The inventor Richard Chan is now getting assistance from SINTEF researchers to test and further develop the technology.

Inspired by his sick mother

“I got the idea when my elderly mother back in England suffered a series of serious strokes”, says Richard, who currently lives in Norway. “It was expensive to call, and her disability made it impossible for her to communicate using Skype, even though she had all her faculties”, he says.

Later, after his mother had lain helpless on the floor for five hours having suffered a fall, Richard, who is trained as a telecommunications engineer, began racking his brains in search of a solution. He started to design the invention that has since been given the name EziSmart.

Sadly, his mother has now passed away, but the product she inspired is now seeing light of day. After many years of development, Richard has now produced a finished prototype in line with universal design requirements.

“Of course I was excited to see if the product would be accepted by potential users”, he says. “So when I got to know a man who has Parkinson’s syndrome, and who suffers from intense shaking and stiffness, I let him have a go with the case. After only two minutes he could call and compose messsages – something which previously had been impossible for him with the touch screen”, says Richard.

So this summer Richard approached SINTEF in order to take his invention that extra step further.


Name of project: EziSmart: A means to achieve social contact and support for the elderly at home

Duration: 12 months.

Funding: The Norwegian Regional Research Fund (Oslo Fund) – NOK 500,000. Equivalent self-funding amount provided by the inventor.

Positive response

“This was an idea that grabbed our attention at once”, says researcher and Project Manager Hanne Opsahl Austad at SINTEF ICT. “We all know that smartphones make communication with the outside world very easy, and that this enhances our quality of life. This is especially true for people who can’t get out as much as others. So the EziSmart idea is what we call welfare technology”, she says.
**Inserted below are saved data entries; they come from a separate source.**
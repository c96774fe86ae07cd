//! The model endpoint client.
//!
//! Encodes a tile's pixel buffer into the requested payload format, posts it
//! to the model's `/invocations` URL and parses the GeoJSON FeatureCollection
//! response. Connection errors, 5xx and 429 are retried with exponential
//! backoff and jitter; throttles, retries and terminal errors feed the
//! `ModelInvocation` metrics scope an external autoscaler may observe.

use crate::{ClassifiedError, ErrorClass, ModelEndpoint, request::EndpointKind};
use anyhow::{Result, anyhow};
use async_trait::async_trait;
use image::DynamicImage;
use log::{debug, warn};
use rand::Rng;
use reqwest::{StatusCode, header::CONTENT_TYPE};
use std::{
	sync::Arc,
	time::{Duration, Instant},
};
use tilesense_core::{MetricsRegistry, Operation, RetryConfig, TileDescriptor, WorkerConfig};
use tilesense_derive::context;
use tilesense_geometry::FeatureCollection;
use tilesense_image::encode_tile;

/// Invokes the remote model for one tile.
#[async_trait]
pub trait ModelClient: Send + Sync {
	async fn invoke(
		&self,
		endpoint: &ModelEndpoint,
		tile: &TileDescriptor,
		pixels: &DynamicImage,
	) -> Result<FeatureCollection>;
}

/// How a failed attempt is handled.
#[derive(Clone, Copy, Debug, PartialEq, Eq)]
enum AttemptFailure {
	/// 429 or an explicit backpressure signal.
	Throttled,
	/// Connection error or 5xx.
	Transient,
}

/// The reqwest-backed [`ModelClient`].
pub struct HttpModelClient {
	client: reqwest::Client,
	retry: RetryConfig,
	max_payload_bytes: u64,
	metrics: Arc<MetricsRegistry>,
}

impl HttpModelClient {
	/// Builds the client from the worker configuration.
	#[context("building model endpoint client")]
	pub fn new(config: &WorkerConfig, metrics: Arc<MetricsRegistry>) -> Result<Self> {
		let client = reqwest::Client::builder()
			.connect_timeout(config.endpoint.dial_timeout)
			.timeout(config.endpoint.request_timeout)
			.build()?;
		Ok(Self {
			client,
			retry: config.retry.clone(),
			max_payload_bytes: config.endpoint.max_payload_bytes,
			metrics,
		})
	}
}

#[async_trait]
impl ModelClient for HttpModelClient {
	async fn invoke(
		&self,
		endpoint: &ModelEndpoint,
		tile: &TileDescriptor,
		pixels: &DynamicImage,
	) -> Result<FeatureCollection> {
		self.invoke_http(endpoint, tile, pixels).await
	}
}

impl HttpModelClient {
	#[context("invoking model '{}' for tile {}", endpoint.name, tile.rect)]
	async fn invoke_http(
		&self,
		endpoint: &ModelEndpoint,
		tile: &TileDescriptor,
		pixels: &DynamicImage,
	) -> Result<FeatureCollection> {
		let EndpointKind::Http = endpoint.kind;
		let scope = self
			.metrics
			.scope(Operation::ModelInvocation, &endpoint.name, &tile.format.to_string());

		// Encoding is deterministic, so any failure here is permanent.
		let payload = encode_tile(pixels, tile.format, tile.compression)
			.map_err(|e| ClassifiedError::wrap(ErrorClass::EndpointPermanent, e))?;
		if payload.len() > self.max_payload_bytes {
			scope.inc_errors();
			return Err(ClassifiedError::new(
				ErrorClass::Oversize,
				&format!(
					"encoded tile payload of {} bytes exceeds the {} byte limit",
					payload.len(),
					self.max_payload_bytes
				),
			));
		}

		let url = endpoint.invocation_url();
		let body = payload.into_vec();
		let mut last_failure = anyhow!("no attempt made");

		for attempt in 1..=self.retry.max_attempts {
			scope.inc_invocations();
			let started = Instant::now();

			let failure = match self
				.client
				.post(&url)
				.header(CONTENT_TYPE, tile.format.content_type())
				.body(body.clone())
				.send()
				.await
			{
				Ok(response) => {
					let status = response.status();
					if status.is_success() {
						let text = response.text().await.map_err(|e| {
							scope.inc_errors();
							ClassifiedError::wrap(ErrorClass::EndpointPermanent, e.into())
						})?;
						let collection = FeatureCollection::from_json_str(&text).map_err(|e| {
							scope.inc_errors();
							ClassifiedError::wrap(ErrorClass::EndpointPermanent, e)
						})?;
						scope.observe_duration(started.elapsed());
						return Ok(collection);
					}
					if status == StatusCode::TOO_MANY_REQUESTS {
						scope.inc_throttles();
						last_failure = anyhow!("endpoint throttled the request (429)");
						AttemptFailure::Throttled
					} else if status.is_server_error() {
						last_failure = anyhow!("endpoint returned {status}");
						AttemptFailure::Transient
					} else {
						// Non-429 4xx: the endpoint rejected this tile for good.
						scope.inc_errors();
						return Err(ClassifiedError::new(
							ErrorClass::EndpointPermanent,
							&format!("endpoint rejected the tile with {status}"),
						));
					}
				}
				Err(error) => {
					last_failure = anyhow!("request failed: {error}");
					AttemptFailure::Transient
				}
			};

			if attempt == self.retry.max_attempts {
				break;
			}
			let delay = backoff_delay(&self.retry, attempt);
			debug!(
				"attempt {attempt}/{} against '{url}' failed ({failure:?}), retrying in {delay:?}",
				self.retry.max_attempts
			);
			scope.inc_retries();
			tokio::time::sleep(delay).await;
		}

		scope.inc_errors();
		warn!("giving up on tile {} after {} attempts", tile.rect, self.retry.max_attempts);
		Err(ClassifiedError::wrap(
			ErrorClass::EndpointPermanent,
			last_failure.context(format!("no successful response after {} attempts", self.retry.max_attempts)),
		))
	}
}

/// The delay before retry number `attempt + 1`: exponential growth from the
/// base delay, capped, with relative jitter applied.
fn backoff_delay(retry: &RetryConfig, attempt: u32) -> Duration {
	let exponential = retry.base_delay.as_secs_f64() * retry.factor.powi(attempt.saturating_sub(1) as i32);
	let capped = exponential.min(retry.max_delay.as_secs_f64());
	let jitter = rand::rng().random_range(-retry.jitter..=retry.jitter);
	Duration::from_secs_f64((capped * (1.0 + jitter)).max(0.0))
}

// ----------------------------------------------------------------------------
// Tests
// ----------------------------------------------------------------------------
As a result, SINTEF, in consultation with the inventor, took on the job of applying for research funds via the Norwegian Regional Research Fund system. And they got a positive response.

User testing

The smartphone case will now undergo a series of user tests organised by SINTEF. An important part of the testing regime will be carried out by a panel made up of elderly people.

The aim of the study is to gather experience about how EziSmart can assist elderly people living at home in their transition to using smartphones. The studies will test both the smartphone case and the applications that come with it.

“An evaluation will also be made as to whether this total system, including the applications, provides the elderly and their next of kin with a greater sense of security. It’s important for us to recruit people who haven’t used a smartphone before”, explains Austad.

What’s the problem?

The researchers will also be looking into the problems that the elderly and disabled encounter with today’s smartphones, and assessing current systems available to these groups. There already exist specially-developed smartphones for the elderly and phones that employ adapted operative systems.

“In contrast to these, the new system will be compatible with many different types of phones, giving the elderly the same freedom of choice as everyone else when it comes to choosing a phone”, says Austad.

The panel will then test the system for a given period, and carry out specified tasks such as sending an SMS, taking a picture and sending it as an MMS, and going online to obtain information about a given topic. The members of the panel will be issued with a twin SIM card, so that they can keep their old telephone while testing the new system.

“Of course, those who complete the tests and the subsequent interviews will keep their EziSmart case and the phone after the test period”, says Austad, who hopes that the product will be on the market in just over a year – provided the product is approved by the target group.

Richard Chan is now continuing with his attempts to obtain more funding, and EziSmart is now launched on ‘Kickstarter’. Kickstarter is an American Benefit Corporation setup that offers tools aimed at raising capital for projects in the form of popular donations made via the internet.